Democratic Sens. Elizabeth Warren and Sherrod Brown attacked an effort by the Federal Reserve to lower capital requirements for big banks in the upcoming coronavirus relief bill, arguing that doing so could hurt the economy and increase systemic risks.

Warren and Brown, both on the Senate Banking Committee, sent a letter to the Fed's Vice Chairman Randal Quarles, accusing him of lobbying Congress to insert regulatory favors for big banks into the Senate Republicans' coronavirus relief bill.

“Vice Chair Quarles has not been shy about lobbying on behalf of Wall Street,” Brown and Warren said in a letter to Fed Chairman Jerome Powell. “And it concerns us to learn that Vice Chair Quarles and Federal Reserve staff have been working with Senate Republicans to craft legislation that would undermine financial protections Congress passed after the last financial crisis.”

The senators argue that the push to lower the capital requirements would enrich bank CEOs and make the financial system less secure without any upside for families and workers hit hard by the coronavirus recession.

Banks and Fed officials, including Quarles and Powell, have said the changes are needed to allow banks to grow their balance sheets and better serve their customers amid the pandemic.

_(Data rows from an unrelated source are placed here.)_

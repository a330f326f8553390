//! Bar chart of the dataset
//!
//! Each terminal column shows one bucket of consecutive indices. With fewer
//! elements than columns a bucket is a single element spread over several
//! columns; with more, a column stands for several elements and shows the
//! tallest of them.
//!
//! # Colors
//!
//! Sorted beats active beats default. A bucket containing an active element
//! that is not yet sorted is drawn active so comparisons stay visible at any
//! width.

use crate::dataset::MAX_MAGNITUDE;
use crate::tracker::SortedRegion;
use crate::ui::theme::DEFAULT_THEME;
use ratatui::{
    buffer::Buffer,
    layout::Rect,
    style::Color,
    widgets::{Block, Borders, Paragraph, Widget},
    Frame,
};

/// Eighth-block glyphs for the partial top cell of a bar
const PARTIAL: [&str; 8] = [" ", "▁", "▂", "▃", "▄", "▅", "▆", "▇"];

/// Data needed to render the bars pane
pub struct BarsRenderData<'a> {
    pub values: &'a [u32],
    pub active: &'a [usize],
    pub sorted: &'a SortedRegion,
}

/// Color of a single element
pub fn bar_color(index: usize, active: &[usize], sorted: &SortedRegion) -> Color {
    if sorted.contains(index) {
        DEFAULT_THEME.bar_sorted
    } else if active.contains(&index) {
        DEFAULT_THEME.bar_active
    } else {
        DEFAULT_THEME.bar_default
    }
}

/// Index range drawn in `column` out of `width` columns
pub fn bucket(column: usize, width: usize, len: usize) -> std::ops::Range<usize> {
    let lo = column * len / width;
    let hi = ((column + 1) * len / width).max(lo + 1).min(len);
    lo..hi
}

/// Height of a bar in eighths of a cell
fn bar_eighths(value: u32, rows: u16) -> usize {
    let full = rows as u64 * 8;
    (value.min(MAX_MAGNITUDE) as u64 * full / MAX_MAGNITUDE as u64) as usize
}

struct Bars<'a> {
    data: &'a BarsRenderData<'a>,
}

impl Widget for Bars<'_> {
    fn render(self, area: Rect, buf: &mut Buffer) {
        let len = self.data.values.len();
        let width = area.width as usize;
        if len == 0 || width == 0 || area.height == 0 {
            return;
        }

        for column in 0..width {
            let range = bucket(column, width, len);
            if range.is_empty() {
                continue;
            }
            let Some(tallest) = range.clone().max_by_key(|&i| self.data.values[i]) else {
                continue;
            };
            let mut color = bar_color(tallest, self.data.active, self.data.sorted);
            if color != DEFAULT_THEME.bar_active
                && range.clone().any(|i| {
                    self.data.active.contains(&i) && !self.data.sorted.contains(i)
                })
            {
                color = DEFAULT_THEME.bar_active;
            }

            let eighths = bar_eighths(self.data.values[tallest], area.height);
            let x = area.x + column as u16;
            for row in 0..area.height {
                // row 0 is the bottom of the chart
                let filled = eighths.saturating_sub(row as usize * 8).min(8);
                if filled == 0 {
                    break;
                }
                let symbol = if filled == 8 { "█" } else { PARTIAL[filled] };
                let y = area.y + area.height - 1 - row;
                if let Some(cell) = buf.cell_mut((x, y)) {
                    cell.set_symbol(symbol).set_fg(color);
                }
            }
        }
    }
}

/// Render the bars pane
pub fn render_bars_pane(frame: &mut Frame, area: Rect, data: BarsRenderData) {
    let block = Block::default()
        .borders(Borders::ALL)
        .border_style(ratatui::style::Style::default().fg(DEFAULT_THEME.border));

    if data.values.is_empty() {
        let paragraph = Paragraph::new("(no data)")
            .block(block)
            .style(ratatui::style::Style::default().fg(DEFAULT_THEME.comment));
        frame.render_widget(paragraph, area);
        return;
    }

    let inner = block.inner(area);
    frame.render_widget(block, area);
    frame.render_widget(Bars { data: &data }, inner);
}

The debate is over a provision on capital requirements in the Dodd-Frank Act, the financial reform law passed as a response to the 2008 financial crisis, that established a host of new safeguards for banks and new powers for regulators.

Quarles wants Congress to release the Fed temporarily from a prohibition on lowering capital requirements to allow banks to better handle an influx of deposits in the strained economic environment.

Powell, at a news conference on Wednesday, said the proposed change to capital requirements was similar to those recently made by foreign central banks and was not a risky way to help banks have greater leverage with their balance sheets.

“If Congress chooses to do this, we would want it to be explicitly temporary,” said Powell. “This will not be a permanent change in capital standards.”